Earthly Concerns

Professor Ken Hiltner’s English 22 course explores the environment through the lens of literature, and reveals the long history of environmental thought

The environment and threats to its wellbeing — climate change, deforestation, pollution — are seen and increasingly characterized among the defining issues of our time.

Try telling that to Gilgamesh. The environment served up some defining moments for him, too — circa 2800 BCE.

The Sumerian king’s much-protested plan to clear-cut a forest for what he saw as the benefit of his city is a key plot point in the Mesopotamian mythology that made him famous. And Gilgamesh is but one case of environmental matters that we think of as modern concerns being reflected in texts as old as they come.

“Literary responses to environmental concerns are as old as the issues themselves,” said Ken Hiltner, a professor of English at UC Santa Barbara. “Deforestation, air pollution, endangered species, wetland loss, animal rights and rampant consumerism have all been appearing as controversial issues in Western literature for hundreds — and in some cases thousands — of years.”

To make plain the deep roots of environmental thinking and debate — and to help students connect that past to their present — Hiltner leads an undergraduate English course that explores the subject through the lens of literature. He’s got a hit on his hands.

From a starting roster of 30-some students when he launched a progenitor “small course” in 2006, Hiltner’s popular English 22 offering now is held in Campbell Hall, the campus’s largest lecture space, and it is at maximum capacity with 800-plus students. In some quarters, he said, as many as 35 different majors have been represented in the class.

Pretty impressive for an undergraduate course with an inarguably daunting reading list. Chaucer, Milton and Shakespeare. Greek and Latin classics including Cato, Ovid and Virgil. Plato. The Bible? Yes, the Bible — some of it anyway.

From food systems and farming to animal rights and air pollution, issues of the environment and sustainability appear in each of these texts and Hiltner, by his own proud admission, has “cherry-picked” the best of them.

“Part of the rationale is to give them a reason to read the great literature of the world other than just to read it for the literature itself,” Hiltner said. “I don’t think that quite works anymore. Students today want things that are more relevant to their lives, more relevant to the world and more relevant to things that they’re thinking about otherwise. And they are thinking about things like climate change.”

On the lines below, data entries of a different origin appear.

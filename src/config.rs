//! Application Configuration
//!
//! All configuration values are loaded from environment variables.
//! No hardcoded secrets or sensitive data.

use crate::error::ApiError;
use std::env;

/// Application configuration loaded from environment
#[derive(Debug, Clone)]
pub struct AppConfig {
    /// PostgreSQL connection string (from DATABASE_URL env var).
    /// When absent the in-memory stores are used.
    pub database_url: Option<String>,

    /// Maximum pooled connections (from DATABASE_MAX_CONNECTIONS env var)
    pub database_max_connections: u32,

    /// Listen address (from BIND_ADDR env var)
    pub bind_addr: String,

    /// JWT secret key for signing login tokens (from JWT_SECRET env var)
    pub jwt_secret: String,

    /// Login token lifetime in seconds (from JWT_EXPIRATION env var)
    pub jwt_expiration: i64,

    /// Argon2 memory cost in KiB (from ARGON2_MEMORY_COST env var)
    pub argon2_memory_cost: u32,

    /// Argon2 time cost (iterations) (from ARGON2_TIME_COST env var)
    pub argon2_time_cost: u32,

    /// Argon2 parallelism (from ARGON2_PARALLELISM env var)
    pub argon2_parallelism: u32,
}

impl AppConfig {
    /// Load configuration from environment variables
    pub fn from_env() -> Result<Self, ApiError> {
        let jwt_secret = env::var("JWT_SECRET")
            .map_err(|_| ApiError::Config("JWT_SECRET environment variable must be set".into()))?;

        Ok(Self {
            database_url: env::var("DATABASE_URL").ok().filter(|v| !v.is_empty()),

            database_max_connections: parse_var("DATABASE_MAX_CONNECTIONS", 10),

            bind_addr: env::var("BIND_ADDR").unwrap_or_else(|_| "0.0.0.0:3000".to_string()),

            jwt_secret,

            jwt_expiration: parse_var("JWT_EXPIRATION", 3600), // 1 hour

            argon2_memory_cost: parse_var("ARGON2_MEMORY_COST", 19456), // 19 MiB

            argon2_time_cost: parse_var("ARGON2_TIME_COST", 2),

            argon2_parallelism: parse_var("ARGON2_PARALLELISM", 1),
        })
    }

    /// Validate the configuration
    pub fn validate(&self) -> Result<(), ApiError> {
        if self.jwt_secret.len() < 32 {
            return Err(ApiError::Config(
                "JWT_SECRET must be at least 32 characters".to_string(),
            ));
        }

        if self.jwt_expiration <= 0 {
            return Err(ApiError::Config("JWT_EXPIRATION must be positive".to_string()));
        }

        if self.database_max_connections == 0 {
            return Err(ApiError::Config(
                "DATABASE_MAX_CONNECTIONS must be at least 1".to_string(),
            ));
        }

        Ok(())
    }
}

fn parse_var<T: std::str::FromStr>(name: &str, default: T) -> T {
    env::var(name)
        .ok()
        .and_then(|v| v.parse().ok())
        .unwrap_or(default)
}
use super::*;

const NOW: i64 = 1_760_000_000_000;

fn snapshot(authenticated: bool, loading: bool, initialized: bool) -> AuthSnapshot {
    AuthSnapshot { authenticated, loading, initialized }
}

// =============================================================================
// path classification
// =============================================================================

#[test]
fn dashboard_and_children_are_protected() {
    assert!(is_protected("/dashboard"));
    assert!(is_protected("/dashboard/settings"));
    assert!(!is_protected("/"));
    assert!(!is_protected("/login"));
}

#[test]
fn auth_pages_match_exactly() {
    assert!(is_auth_page("/login"));
    assert!(is_auth_page("/register"));
    assert!(is_auth_page("/forgot-password"));
    assert!(!is_auth_page("/login/extra"));
}

#[test]
fn matcher_skips_api_assets_and_images() {
    for path in ["/api", "/api/auth/login", "/assets/app.css", "/favicon.ico", "/healthz", "/hero.PNG", "/img/a.webp"] {
        assert!(!should_intercept(path), "should skip {path}");
    }
}

#[test]
fn matcher_intercepts_pages() {
    for path in ["/", "/login", "/dashboard", "/dashboard/x", "/apiary", "/docs.html"] {
        assert!(should_intercept(path), "should intercept {path}");
    }
}

// =============================================================================
// redirects
// =============================================================================

#[test]
fn login_redirect_encodes_return_path() {
    assert_eq!(login_redirect("/dashboard"), "/login?redirect=%2Fdashboard");
    assert_eq!(login_redirect("/dashboard/a b"), "/login?redirect=%2Fdashboard%2Fa%20b");
}

#[test]
fn sanitize_redirect_accepts_local_paths() {
    assert_eq!(sanitize_redirect(Some("/dashboard/fincas")), "/dashboard/fincas");
}

#[test]
fn sanitize_redirect_rejects_foreign_targets() {
    for bad in [None, Some(""), Some("https://evil.example"), Some("//evil.example"), Some("/\\evil.example")] {
        assert_eq!(sanitize_redirect(bad), DASHBOARD_PATH, "target {bad:?}");
    }
}

// =============================================================================
// page guard
// =============================================================================

#[test]
fn page_waits_while_loading_before_init() {
    assert_eq!(page_decision("/dashboard", snapshot(false, true, false)), PageDecision::Wait);
}

#[test]
fn page_does_not_wait_once_initialized() {
    assert_eq!(
        page_decision("/dashboard", snapshot(false, true, true)),
        PageDecision::Redirect("/login?redirect=%2Fdashboard".into())
    );
}

#[test]
fn page_redirects_unauthenticated_with_return_path() {
    assert_eq!(
        page_decision("/dashboard/bookings", snapshot(false, false, true)),
        PageDecision::Redirect("/login?redirect=%2Fdashboard%2Fbookings".into())
    );
}

#[test]
fn page_renders_for_authenticated() {
    assert_eq!(page_decision("/dashboard", snapshot(true, false, true)), PageDecision::Render);
}

#[test]
fn guest_page_sends_authenticated_to_dashboard() {
    assert_eq!(guest_page_decision(snapshot(true, false, true)), PageDecision::Redirect("/dashboard".into()));
    assert_eq!(guest_page_decision(snapshot(false, false, true)), PageDecision::Render);
    assert_eq!(guest_page_decision(snapshot(false, true, false)), PageDecision::Wait);
}

// =============================================================================
// navigation guard
// =============================================================================

#[test]
fn protected_without_token_redirects_to_login() {
    assert_eq!(
        navigation_decision_at("/dashboard", None, NOW),
        NavigationDecision::Redirect("/login?redirect=%2Fdashboard".into())
    );
}

#[test]
fn protected_with_valid_token_continues() {
    let token = token::issue_at("1", NOW);
    assert_eq!(navigation_decision_at("/dashboard", Some(&token), NOW + 1), NavigationDecision::Continue);
}

#[test]
fn protected_with_expired_token_redirects() {
    let token = token::issue_at("1", NOW);
    let later = NOW + token::TOKEN_TTL_MS;
    assert!(matches!(navigation_decision_at("/dashboard", Some(&token), later), NavigationDecision::Redirect(_)));
}

#[test]
fn protected_with_garbage_token_redirects() {
    assert!(matches!(navigation_decision_at("/dashboard", Some("junk"), NOW), NavigationDecision::Redirect(_)));
}

#[test]
fn auth_page_with_valid_token_goes_to_dashboard() {
    let token = token::issue_at("1", NOW);
    assert_eq!(
        navigation_decision_at("/register", Some(&token), NOW + 1),
        NavigationDecision::Redirect("/dashboard".into())
    );
}

#[test]
fn auth_page_with_expired_token_continues() {
    let token = token::issue_at("1", NOW);
    assert_eq!(
        navigation_decision_at("/login", Some(&token), NOW + token::TOKEN_TTL_MS),
        NavigationDecision::Continue
    );
}

#[test]
fn public_pages_always_continue() {
    assert_eq!(navigation_decision_at("/", None, NOW), NavigationDecision::Continue);
    let token = token::issue_at("1", NOW);
    assert_eq!(navigation_decision_at("/", Some(&token), NOW + 1), NavigationDecision::Continue);
}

“It isn’t always intuitively clear why reading something like Milton’s ‘Paradise Lost’ would be relevant,” Hiltner added. “My goal is to make clear that it is. The course is not only trying to understand where modern environmental thinking and attitudes and feelings come from, but to understand them today and understand them insofar as we all are heir to those beliefs and have taken them in and made them our own.”

In that way, the course also is meant to introduce the environmental humanities to the broadest possible audience.

With deep personal and research interests in the environment and climate change, Hiltner has taken such endeavors to heart — and to great heights — at UC Santa Barbara. He directs both the multidisciplinary Environmental Humanities Initiative and the nascent T.A. Barron Environmental Leadership Fund for undergraduates, and has helped to pioneer virtual, “nearly carbon-neutral conferences” as an alternative to conventional (and carbon-heavy) academic gatherings.

“The science [of climate change] is absolutely important but where we come into play is the rhetoric and how it’s formed and shaped, and that is the bigger challenge right now in many respects,” Hiltner said of what humanists bring to this particular table. “There is a great battle of words taking place. Everywhere that you read — websites, news articles, tweets from the president – they’re all weighing in on this subject.

“The Epic of Gilgamesh is all about deforestation, a complex issue surmounted in a religious prohibition against clear-cutting of forests,” he noted. “But Gilgamesh navigates that to lead an expedition to clear-cut the forest. It was human needs against environmental needs — leave the forest alone or Gilgamesh’s argument, which was that his city would prosper. We get that still today. That’s why it’s interesting to see how these things were first formulated and get students thinking about them through literature — to understand how people felt about and resolved the same kind of issues we’re dealing with today.”